Task objective – Only one portion of the data is to be written out: from the line bearing "const COMPONENT: &str" through the line bearing "pub struct SmokeOptions". Write it exactly as it appears.

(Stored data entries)
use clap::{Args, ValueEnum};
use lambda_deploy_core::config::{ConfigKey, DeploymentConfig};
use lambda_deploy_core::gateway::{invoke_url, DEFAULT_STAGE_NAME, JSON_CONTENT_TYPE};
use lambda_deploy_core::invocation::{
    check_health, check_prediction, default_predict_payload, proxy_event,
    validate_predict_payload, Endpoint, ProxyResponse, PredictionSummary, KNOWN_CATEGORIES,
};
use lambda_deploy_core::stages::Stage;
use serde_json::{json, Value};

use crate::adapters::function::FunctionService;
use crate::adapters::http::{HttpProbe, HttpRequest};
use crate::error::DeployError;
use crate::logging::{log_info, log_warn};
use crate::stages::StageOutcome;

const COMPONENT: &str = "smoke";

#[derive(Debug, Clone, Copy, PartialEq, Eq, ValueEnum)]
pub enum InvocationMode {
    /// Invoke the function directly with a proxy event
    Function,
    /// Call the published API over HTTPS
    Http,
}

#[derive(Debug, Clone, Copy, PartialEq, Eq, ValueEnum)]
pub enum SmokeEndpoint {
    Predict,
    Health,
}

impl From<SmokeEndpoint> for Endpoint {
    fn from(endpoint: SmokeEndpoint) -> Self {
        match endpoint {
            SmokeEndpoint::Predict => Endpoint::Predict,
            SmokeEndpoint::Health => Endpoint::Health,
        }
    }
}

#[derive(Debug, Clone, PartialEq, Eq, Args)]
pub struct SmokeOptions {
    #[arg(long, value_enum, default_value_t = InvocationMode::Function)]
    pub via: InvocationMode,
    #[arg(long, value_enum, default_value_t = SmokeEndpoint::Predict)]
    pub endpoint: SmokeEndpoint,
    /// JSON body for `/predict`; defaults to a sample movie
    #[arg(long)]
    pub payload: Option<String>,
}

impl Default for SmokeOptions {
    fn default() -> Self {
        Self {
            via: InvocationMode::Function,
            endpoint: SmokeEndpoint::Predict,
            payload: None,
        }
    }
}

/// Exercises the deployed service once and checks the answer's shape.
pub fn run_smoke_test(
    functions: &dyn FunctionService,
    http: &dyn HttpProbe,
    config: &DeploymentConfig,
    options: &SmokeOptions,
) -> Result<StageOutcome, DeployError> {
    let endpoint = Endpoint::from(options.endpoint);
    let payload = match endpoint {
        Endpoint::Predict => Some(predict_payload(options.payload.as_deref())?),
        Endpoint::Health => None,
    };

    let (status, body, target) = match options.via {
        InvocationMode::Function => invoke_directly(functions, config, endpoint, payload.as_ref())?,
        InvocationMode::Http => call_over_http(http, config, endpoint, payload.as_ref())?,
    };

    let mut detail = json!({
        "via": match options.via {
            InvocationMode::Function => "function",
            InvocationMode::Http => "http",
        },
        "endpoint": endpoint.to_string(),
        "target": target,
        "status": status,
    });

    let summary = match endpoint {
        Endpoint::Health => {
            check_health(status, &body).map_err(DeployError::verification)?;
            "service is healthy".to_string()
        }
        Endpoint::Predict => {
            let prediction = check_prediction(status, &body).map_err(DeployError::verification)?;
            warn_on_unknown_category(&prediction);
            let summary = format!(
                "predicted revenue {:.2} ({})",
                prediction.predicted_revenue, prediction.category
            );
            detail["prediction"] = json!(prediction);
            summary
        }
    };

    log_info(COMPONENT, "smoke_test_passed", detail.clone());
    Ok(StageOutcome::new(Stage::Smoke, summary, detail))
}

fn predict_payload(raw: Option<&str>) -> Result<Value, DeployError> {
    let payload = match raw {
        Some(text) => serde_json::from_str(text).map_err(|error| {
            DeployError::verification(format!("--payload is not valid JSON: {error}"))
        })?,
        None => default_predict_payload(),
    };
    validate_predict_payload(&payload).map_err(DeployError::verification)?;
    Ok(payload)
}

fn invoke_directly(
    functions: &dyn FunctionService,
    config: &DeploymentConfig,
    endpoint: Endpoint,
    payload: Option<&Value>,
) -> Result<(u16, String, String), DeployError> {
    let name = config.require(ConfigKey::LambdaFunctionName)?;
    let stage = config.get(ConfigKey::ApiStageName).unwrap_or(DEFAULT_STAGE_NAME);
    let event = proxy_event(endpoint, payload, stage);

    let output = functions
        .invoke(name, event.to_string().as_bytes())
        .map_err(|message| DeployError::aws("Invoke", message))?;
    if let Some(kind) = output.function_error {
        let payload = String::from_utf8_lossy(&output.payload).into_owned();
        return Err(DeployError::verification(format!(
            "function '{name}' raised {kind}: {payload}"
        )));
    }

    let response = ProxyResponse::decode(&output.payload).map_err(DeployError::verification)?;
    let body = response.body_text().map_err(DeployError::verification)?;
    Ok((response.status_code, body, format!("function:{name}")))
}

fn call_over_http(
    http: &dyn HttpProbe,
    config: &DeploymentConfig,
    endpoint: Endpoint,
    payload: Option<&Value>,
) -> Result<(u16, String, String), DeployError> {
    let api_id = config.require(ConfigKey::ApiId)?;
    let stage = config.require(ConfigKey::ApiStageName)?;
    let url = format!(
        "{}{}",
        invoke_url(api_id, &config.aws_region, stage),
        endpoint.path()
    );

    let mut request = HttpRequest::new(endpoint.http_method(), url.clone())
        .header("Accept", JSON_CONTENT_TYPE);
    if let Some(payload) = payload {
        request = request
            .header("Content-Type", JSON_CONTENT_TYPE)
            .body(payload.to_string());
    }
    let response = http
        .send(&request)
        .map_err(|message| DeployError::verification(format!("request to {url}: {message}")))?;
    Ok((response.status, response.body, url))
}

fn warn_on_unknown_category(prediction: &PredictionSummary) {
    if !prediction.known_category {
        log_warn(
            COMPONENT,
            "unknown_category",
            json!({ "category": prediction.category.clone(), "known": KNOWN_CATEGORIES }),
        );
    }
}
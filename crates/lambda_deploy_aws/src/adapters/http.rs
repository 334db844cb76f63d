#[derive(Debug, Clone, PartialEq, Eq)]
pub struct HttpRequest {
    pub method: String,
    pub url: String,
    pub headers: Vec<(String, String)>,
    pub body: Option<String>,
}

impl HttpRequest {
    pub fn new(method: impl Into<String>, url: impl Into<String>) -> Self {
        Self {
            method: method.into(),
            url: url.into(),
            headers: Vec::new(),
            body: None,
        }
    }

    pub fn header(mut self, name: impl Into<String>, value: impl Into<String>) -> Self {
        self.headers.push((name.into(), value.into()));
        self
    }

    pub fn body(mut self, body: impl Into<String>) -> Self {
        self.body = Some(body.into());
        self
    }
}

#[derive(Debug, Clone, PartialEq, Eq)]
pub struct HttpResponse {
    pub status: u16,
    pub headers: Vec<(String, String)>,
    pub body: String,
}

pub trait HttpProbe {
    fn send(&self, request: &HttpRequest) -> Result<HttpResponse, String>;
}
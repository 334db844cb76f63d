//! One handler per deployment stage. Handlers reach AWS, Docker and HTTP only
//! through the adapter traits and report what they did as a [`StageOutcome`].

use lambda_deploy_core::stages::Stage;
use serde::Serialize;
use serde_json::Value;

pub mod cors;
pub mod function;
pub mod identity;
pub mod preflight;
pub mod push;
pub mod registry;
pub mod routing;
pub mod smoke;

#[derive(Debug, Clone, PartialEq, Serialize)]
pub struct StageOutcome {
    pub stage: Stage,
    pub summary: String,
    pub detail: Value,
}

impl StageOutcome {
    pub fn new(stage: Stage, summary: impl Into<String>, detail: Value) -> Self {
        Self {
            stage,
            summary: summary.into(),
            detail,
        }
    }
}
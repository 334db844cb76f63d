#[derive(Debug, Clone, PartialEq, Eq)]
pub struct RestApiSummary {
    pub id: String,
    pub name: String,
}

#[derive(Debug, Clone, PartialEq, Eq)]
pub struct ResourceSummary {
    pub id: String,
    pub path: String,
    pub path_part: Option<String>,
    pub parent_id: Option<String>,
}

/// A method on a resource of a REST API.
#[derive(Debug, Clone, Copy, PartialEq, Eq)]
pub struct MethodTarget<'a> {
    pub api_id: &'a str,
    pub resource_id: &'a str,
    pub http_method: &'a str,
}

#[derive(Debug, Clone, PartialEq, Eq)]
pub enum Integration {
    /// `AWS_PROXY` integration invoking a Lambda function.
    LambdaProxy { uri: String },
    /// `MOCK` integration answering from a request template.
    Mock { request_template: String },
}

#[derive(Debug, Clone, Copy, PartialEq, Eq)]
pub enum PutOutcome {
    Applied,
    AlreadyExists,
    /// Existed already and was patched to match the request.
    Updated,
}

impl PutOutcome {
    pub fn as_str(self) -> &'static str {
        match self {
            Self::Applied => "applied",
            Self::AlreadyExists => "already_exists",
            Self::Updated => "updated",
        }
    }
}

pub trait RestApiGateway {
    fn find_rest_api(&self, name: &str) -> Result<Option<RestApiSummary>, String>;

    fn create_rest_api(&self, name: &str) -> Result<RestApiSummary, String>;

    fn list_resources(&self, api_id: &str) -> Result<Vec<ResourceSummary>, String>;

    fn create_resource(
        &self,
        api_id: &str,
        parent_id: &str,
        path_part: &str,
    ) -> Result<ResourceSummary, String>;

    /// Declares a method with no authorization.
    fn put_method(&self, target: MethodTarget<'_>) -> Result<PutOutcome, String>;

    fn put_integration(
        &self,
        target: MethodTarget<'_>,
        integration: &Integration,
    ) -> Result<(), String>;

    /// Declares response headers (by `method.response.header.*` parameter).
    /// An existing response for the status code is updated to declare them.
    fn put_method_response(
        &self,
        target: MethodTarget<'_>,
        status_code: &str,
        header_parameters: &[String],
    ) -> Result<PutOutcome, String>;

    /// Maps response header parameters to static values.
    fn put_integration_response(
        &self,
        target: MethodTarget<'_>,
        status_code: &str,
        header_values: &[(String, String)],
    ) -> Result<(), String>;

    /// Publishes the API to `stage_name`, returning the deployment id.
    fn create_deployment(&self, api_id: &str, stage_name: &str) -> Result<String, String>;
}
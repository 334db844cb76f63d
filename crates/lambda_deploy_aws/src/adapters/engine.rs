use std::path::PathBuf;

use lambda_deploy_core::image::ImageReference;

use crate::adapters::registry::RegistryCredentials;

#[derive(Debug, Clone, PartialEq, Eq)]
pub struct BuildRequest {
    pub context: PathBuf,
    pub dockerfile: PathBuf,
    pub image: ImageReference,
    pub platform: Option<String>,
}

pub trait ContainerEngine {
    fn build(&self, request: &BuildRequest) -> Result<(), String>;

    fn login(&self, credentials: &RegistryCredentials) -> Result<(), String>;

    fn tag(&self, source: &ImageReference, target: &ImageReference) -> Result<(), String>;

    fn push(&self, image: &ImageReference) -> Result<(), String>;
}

Answer to the exercise –
const COMPONENT: &str = "smoke";

#[derive(Debug, Clone, Copy, PartialEq, Eq, ValueEnum)]
pub enum InvocationMode {
    /// Invoke the function directly with a proxy event
    Function,
    /// Call the published API over HTTPS
    Http,
}

#[derive(Debug, Clone, Copy, PartialEq, Eq, ValueEnum)]
pub enum SmokeEndpoint {
    Predict,
    Health,
}

impl From<SmokeEndpoint> for Endpoint {
    fn from(endpoint: SmokeEndpoint) -> Self {
        match endpoint {
            SmokeEndpoint::Predict => Endpoint::Predict,
            SmokeEndpoint::Health => Endpoint::Health,
        }
    }
}

#[derive(Debug, Clone, PartialEq, Eq, Args)]
pub struct SmokeOptions {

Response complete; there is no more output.